→ **Work instructions**
Every line of the material must be written out again unchanged.

→ **Task material**

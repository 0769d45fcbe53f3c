// Copyright 2020 Dmitry Tantsur <dtantsur@protonmail.com>
//
// Licensed under the Apache License, Version 2.0 (the "License");
// you may not use this file except in compliance with the License.
// You may obtain a copy of the License at
//
//     http://www.apache.org/licenses/LICENSE-2.0
//
// Unless required by applicable law or agreed to in writing, software
// distributed under the License is distributed on an "AS IS" BASIS,
// WITHOUT WARRANTIES OR CONDITIONS OF ANY KIND, either express or implied.
// See the License for the specific language governing permissions and
// limitations under the License.

//! Endpoint filters for looking up endpoints.

use std::fmt;
use std::str::FromStr;

use log::{debug, error};
use reqwest::Url;

use super::{Error, ErrorKind};
use crate::identity::protocol::{CatalogRecord, Endpoint};

/// Interface type: public, internal or admin.
#[derive(Debug, Clone, Copy, PartialEq, Eq, Hash, Default)]
pub enum InterfaceType {
    /// Public interface (used by default).
    #[default]
    Public,
    /// Internal interface.
    Internal,
    /// Administrator interface.
    Admin,
}

/// Endpoint filters for looking up endpoints.
#[derive(Debug, Clone, Default, PartialEq, Eq, Hash)]
#[non_exhaustive]
pub struct EndpointFilters {
    /// Endpoint interface, public if not set.
    pub interface: Option<InterfaceType>,
    /// Cloud region.
    pub region: Option<String>,
}

impl fmt::Display for InterfaceType {
    fn fmt(&self, f: &mut fmt::Formatter) -> Result<(), fmt::Error> {
        f.write_str(match self {
            InterfaceType::Public => "public",
            InterfaceType::Internal => "internal",
            InterfaceType::Admin => "admin",
        })
    }
}

impl FromStr for InterfaceType {
    type Err = Error;

    fn from_str(s: &str) -> Result<Self, Self::Err> {
        match s {
            "public" | "publicURL" => Ok(InterfaceType::Public),
            "internal" | "internalURL" => Ok(InterfaceType::Internal),
            "admin" | "adminURL" => Ok(InterfaceType::Admin),
            other => Err(Error::new(
                ErrorKind::InvalidInput,
                format!("Unknown interface type: {}", other),
            )),
        }
    }
}

impl EndpointFilters {
    /// Create filters with an interface and a region.
    ///
    /// Hint: use `default` to create empty filters (and `with_*` methods to populate it).
    pub fn new<S>(interface: InterfaceType, region: S) -> EndpointFilters
    where
        S: Into<String>,
    {
        EndpointFilters {
            interface: Some(interface),
            region: Some(region.into()),
        }
    }

    /// Whether the filters match the provided endpoint.
    pub(crate) fn check(&self, endpoint: &Endpoint) -> bool {
        let interface = self.interface.unwrap_or_default();
        if InterfaceType::from_str(&endpoint.interface).ok() != Some(interface) {
            return false;
        }

        if let Some(ref region) = self.region {
            endpoint.region == *region
        } else {
            true
        }
    }

    /// Set the interface.
    #[inline]
    pub fn set_interface(&mut self, value: InterfaceType) {
        self.interface = Some(value);
    }

    /// Set region.
    #[inline]
    pub fn set_region<T: Into<String>>(&mut self, value: T) {
        self.region = Some(value.into());
    }

    /// Add an interface.
    #[inline]
    pub fn with_interface(mut self, value: InterfaceType) -> Self {
        self.set_interface(value);
        self
    }

    /// Add a region.
    #[inline]
    pub fn with_region<T: Into<String>>(mut self, value: T) -> Self {
        self.set_region(value);
        self
    }

    /// Fill in missing values from other filters.
    pub fn with_defaults(mut self, defaults: &EndpointFilters) -> Self {
        if self.interface.is_none() {
            self.interface = defaults.interface;
        }
        if self.region.is_none() {
            self.region.clone_from(&defaults.region);
        }
        self
    }

    /// Extract an endpoint URL for the service from the service catalog.
    pub(crate) fn find_in_catalog(
        &self,
        catalog: &[CatalogRecord],
        service_type: &str,
    ) -> Result<Url, Error> {
        let svc = catalog
            .iter()
            .find(|x| x.service_type == service_type)
            .ok_or_else(|| Error::new_endpoint_not_found(service_type))?;

        let endp = svc
            .endpoints
            .iter()
            .find(|x| self.check(x))
            .ok_or_else(|| Error::new_endpoint_not_found(service_type))?;

        debug!("Received {:?} for {}", endp, service_type);
        Url::parse(&endp.url).map_err(|e| {
            error!(
                "Invalid URL {} received from service catalog for service \
                 '{}', filters {:?}: {}",
                endp.url, service_type, self, e
            );
            Error::new(
                ErrorKind::InvalidResponse,
                format!("Invalid URL {} for {} - {}", endp.url, service_type, e),
            )
        })
    }
}

#[cfg(test)]
pub mod test {
    use std::str::FromStr;

    use super::{EndpointFilters, InterfaceType};
    use crate::identity::protocol::{CatalogRecord, Endpoint};
    use crate::{Error, ErrorKind};

    fn endpoint(interface: &str, region: &str, url: &str) -> Endpoint {
        Endpoint {
            interface: interface.to_string(),
            region: region.to_string(),
            url: url.to_string(),
        }
    }

    pub fn demo_catalog() -> Vec<CatalogRecord> {
        vec![
            CatalogRecord {
                service_type: String::from("identity"),
                endpoints: vec![
                    endpoint("public", "RegionOne", "https://host.one/identity"),
                    endpoint("internal", "RegionOne", "http://192.168.22.1/identity"),
                    endpoint("public", "RegionTwo", "https://host.two:5000"),
                ],
            },
            CatalogRecord {
                service_type: String::from("object-store"),
                endpoints: vec![
                    endpoint("public", "RegionOne", "https://host.one/swift"),
                    endpoint("public", "RegionTwo", "not a URL"),
                ],
            },
        ]
    }

    fn find(filters: EndpointFilters, service_type: &str) -> Result<String, Error> {
        filters
            .find_in_catalog(&demo_catalog(), service_type)
            .map(|u| u.to_string())
    }

    #[test]
    fn test_interface_from_str() {
        assert_eq!(
            InterfaceType::from_str("publicURL").unwrap(),
            InterfaceType::Public
        );
        assert_eq!(
            InterfaceType::from_str("internal").unwrap(),
            InterfaceType::Internal
        );
        assert_eq!(
            InterfaceType::from_str("nope").unwrap_err().kind(),
            ErrorKind::InvalidInput
        );
        assert_eq!(InterfaceType::Admin.to_string(), "admin");
    }

    #[test]
    fn test_find_in_catalog() {
        assert_eq!(
            find(EndpointFilters::default(), "identity").unwrap(),
            "https://host.one/identity"
        );
        assert_eq!(
            find(
                EndpointFilters::default().with_interface(InterfaceType::Internal),
                "identity"
            )
            .unwrap(),
            "http://192.168.22.1/identity"
        );
        assert_eq!(
            find(EndpointFilters::default().with_region("RegionTwo"), "identity").unwrap(),
            "https://host.two:5000/"
        );
    }

    #[test]
    fn test_find_in_catalog_not_found() {
        assert_eq!(
            find(EndpointFilters::default(), "compute").unwrap_err().kind(),
            ErrorKind::EndpointNotFound
        );
        assert_eq!(
            find(
                EndpointFilters::new(InterfaceType::Internal, "RegionTwo"),
                "identity"
            )
            .unwrap_err()
            .kind(),
            ErrorKind::EndpointNotFound
        );
    }

    #[test]
    fn test_find_in_catalog_invalid_url() {
        assert_eq!(
            find(
                EndpointFilters::default().with_region("RegionTwo"),
                "object-store"
            )
            .unwrap_err()
            .kind(),
            ErrorKind::InvalidResponse
        );
    }

    #[test]
    fn test_with_defaults() {
        let defaults = EndpointFilters::new(InterfaceType::Admin, "RegionOne");
        let filters = EndpointFilters::default()
            .with_region("RegionTwo")
            .with_defaults(&defaults);
        assert_eq!(filters.interface, Some(InterfaceType::Admin));
        assert_eq!(filters.region, Some("RegionTwo".to_string()));
    }
}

→ **Result of this exercise**
repository 0769d45fcbe53f3c
// Copyright 2020 Dmitry Tantsur <dtantsur@protonmail.com>
//
// Licensed under the Apache License, Version 2.0 (the "License");
// you may not use this file except in compliance with the License.
// You may obtain a copy of the License at
//
//     http://www.apache.org/licenses/LICENSE-2.0
//
// Unless required by applicable law or agreed to in writing, software
// distributed under the License is distributed on an "AS IS" BASIS,
// WITHOUT WARRANTIES OR CONDITIONS OF ANY KIND, either express or implied.
// See the License for the specific language governing permissions and
// limitations under the License.

//! Endpoint filters for looking up endpoints.

use std::fmt;
use std::str::FromStr;

use log::{debug, error};
use reqwest::Url;

use super::{Error, ErrorKind};
use crate::identity::protocol::{CatalogRecord, Endpoint};

/// Interface type: public, internal or admin.
#[derive(Debug, Clone, Copy, PartialEq, Eq, Hash, Default)]
pub enum InterfaceType {
    /// Public interface (used by default).
    #[default]
    Public,
    /// Internal interface.
    Internal,
    /// Administrator interface.
    Admin,
}

/// Endpoint filters for looking up endpoints.
#[derive(Debug, Clone, Default, PartialEq, Eq, Hash)]
#[non_exhaustive]
pub struct EndpointFilters {
    /// Endpoint interface, public if not set.
    pub interface: Option<InterfaceType>,
    /// Cloud region.
    pub region: Option<String>,
}

impl fmt::Display for InterfaceType {
    fn fmt(&self, f: &mut fmt::Formatter) -> Result<(), fmt::Error> {
        f.write_str(match self {
            InterfaceType::Public => "public",
            InterfaceType::Internal => "internal",
            InterfaceType::Admin => "admin",
        })
    }
}

impl FromStr for InterfaceType {
    type Err = Error;

    fn from_str(s: &str) -> Result<Self, Self::Err> {
        match s {
            "public" | "publicURL" => Ok(InterfaceType::Public),
            "internal" | "internalURL" => Ok(InterfaceType::Internal),
            "admin" | "adminURL" => Ok(InterfaceType::Admin),
            other => Err(Error::new(
                ErrorKind::InvalidInput,
                format!("Unknown interface type: {}", other),
            )),
        }
    }
}

impl EndpointFilters {
    /// Create filters with an interface and a region.
    ///
    /// Hint: use `default` to create empty filters (and `with_*` methods to populate it).
    pub fn new<S>(interface: InterfaceType, region: S) -> EndpointFilters
    where
        S: Into<String>,
    {
        EndpointFilters {
            interface: Some(interface),
            region: Some(region.into()),
        }
    }

    /// Whether the filters match the provided endpoint.
    pub(crate) fn check(&self, endpoint: &Endpoint) -> bool {
        let interface = self.interface.unwrap_or_default();
        if InterfaceType::from_str(&endpoint.interface).ok() != Some(interface) {
            return false;
        }

        if let Some(ref region) = self.region {
            endpoint.region == *region
        } else {
            true
        }
    }

    /// Set the interface.
    #[inline]
    pub fn set_interface(&mut self, value: InterfaceType) {
        self.interface = Some(value);
    }

    /// Set region.
    #[inline]
    pub fn set_region<T: Into<String>>(&mut self, value: T) {
        self.region = Some(value.into());
    }

    /// Add an interface.
    #[inline]
    pub fn with_interface(mut self, value: InterfaceType) -> Self {
        self.set_interface(value);
        self
    }

    /// Add a region.
    #[inline]
    pub fn with_region<T: Into<String>>(mut self, value: T) -> Self {
        self.set_region(value);
        self
    }

    /// Fill in missing values from other filters.
    pub fn with_defaults(mut self, defaults: &EndpointFilters) -> Self {
        if self.interface.is_none() {
            self.interface = defaults.interface;
        }
        if self.region.is_none() {
            self.region.clone_from(&defaults.region);
        }
        self
    }

    /// Extract an endpoint URL for the service from the service catalog.
    pub(crate) fn find_in_catalog(
        &self,
        catalog: &[CatalogRecord],
        service_type: &str,
    ) -> Result<Url, Error> {
        let svc = catalog
            .iter()
            .find(|x| x.service_type == service_type)
            .ok_or_else(|| Error::new_endpoint_not_found(service_type))?;

        let endp = svc
            .endpoints
            .iter()
            .find(|x| self.check(x))
            .ok_or_else(|| Error::new_endpoint_not_found(service_type))?;

        debug!("Received {:?} for {}", endp, service_type);
        Url::parse(&endp.url).map_err(|e| {
            error!(
                "Invalid URL {} received from service catalog for service \
                 '{}', filters {:?}: {}",
                endp.url, service_type, self, e
            );
            Error::new(
                ErrorKind::InvalidResponse,
                format!("Invalid URL {} for {} - {}", endp.url, service_type, e),
            )
        })
    }
}

#[cfg(test)]
pub mod test {
    use std::str::FromStr;

    use super::{EndpointFilters, InterfaceType};
    use crate::identity::protocol::{CatalogRecord, Endpoint};
    use crate::{Error, ErrorKind};

    fn endpoint(interface: &str, region: &str, url: &str) -> Endpoint {
        Endpoint {
            interface: interface.to_string(),
            region: region.to_string(),
            url: url.to_string(),
        }
    }

    pub fn demo_catalog() -> Vec<CatalogRecord> {
        vec![
            CatalogRecord {
                service_type: String::from("identity"),
                endpoints: vec![
                    endpoint("public", "RegionOne", "https://host.one/identity"),
                    endpoint("internal", "RegionOne", "http://192.168.22.1/identity"),
                    endpoint("public", "RegionTwo", "https://host.two:5000"),
                ],
            },
            CatalogRecord {
                service_type: String::from("object-store"),
                endpoints: vec![
                    endpoint("public", "RegionOne", "https://host.one/swift"),
                    endpoint("public", "RegionTwo", "not a URL"),
                ],
            },
        ]
    }

    fn find(filters: EndpointFilters, service_type: &str) -> Result<String, Error> {
        filters
            .find_in_catalog(&demo_catalog(), service_type)
            .map(|u| u.to_string())
    }

    #[test]
    fn test_interface_from_str() {
        assert_eq!(
            InterfaceType::from_str("publicURL").unwrap(),
            InterfaceType::Public
        );
        assert_eq!(
            InterfaceType::from_str("internal").unwrap(),
            InterfaceType::Internal
        );
        assert_eq!(
            InterfaceType::from_str("nope").unwrap_err().kind(),
            ErrorKind::InvalidInput
        );
        assert_eq!(InterfaceType::Admin.to_string(), "admin");
    }

    #[test]
    fn test_find_in_catalog() {
        assert_eq!(
            find(EndpointFilters::default(), "identity").unwrap(),
            "https://host.one/identity"
        );
        assert_eq!(
            find(
                EndpointFilters::default().with_interface(InterfaceType::Internal),
                "identity"
            )
            .unwrap(),
            "http://192.168.22.1/identity"
        );
        assert_eq!(
            find(EndpointFilters::default().with_region("RegionTwo"), "identity").unwrap(),
            "https://host.two:5000/"
        );
    }

    #[test]
    fn test_find_in_catalog_not_found() {
        assert_eq!(
            find(EndpointFilters::default(), "compute").unwrap_err().kind(),
            ErrorKind::EndpointNotFound
        );
        assert_eq!(
            find(
                EndpointFilters::new(InterfaceType::Internal, "RegionTwo"),
                "identity"
            )
            .unwrap_err()
            .kind(),
            ErrorKind::EndpointNotFound
        );
    }

    #[test]
    fn test_find_in_catalog_invalid_url() {
        assert_eq!(
            find(
                EndpointFilters::default().with_region("RegionTwo"),
                "object-store"
            )
            .unwrap_err()
            .kind(),
            ErrorKind::InvalidResponse
        );
    }

    #[test]
    fn test_with_defaults() {
        let defaults = EndpointFilters::new(InterfaceType::Admin, "RegionOne");
        let filters = EndpointFilters::default()
            .with_region("RegionTwo")
            .with_defaults(&defaults);
        assert_eq!(filters.interface, Some(InterfaceType::Admin));
        assert_eq!(filters.region, Some("RegionTwo".to_string()));
    }
}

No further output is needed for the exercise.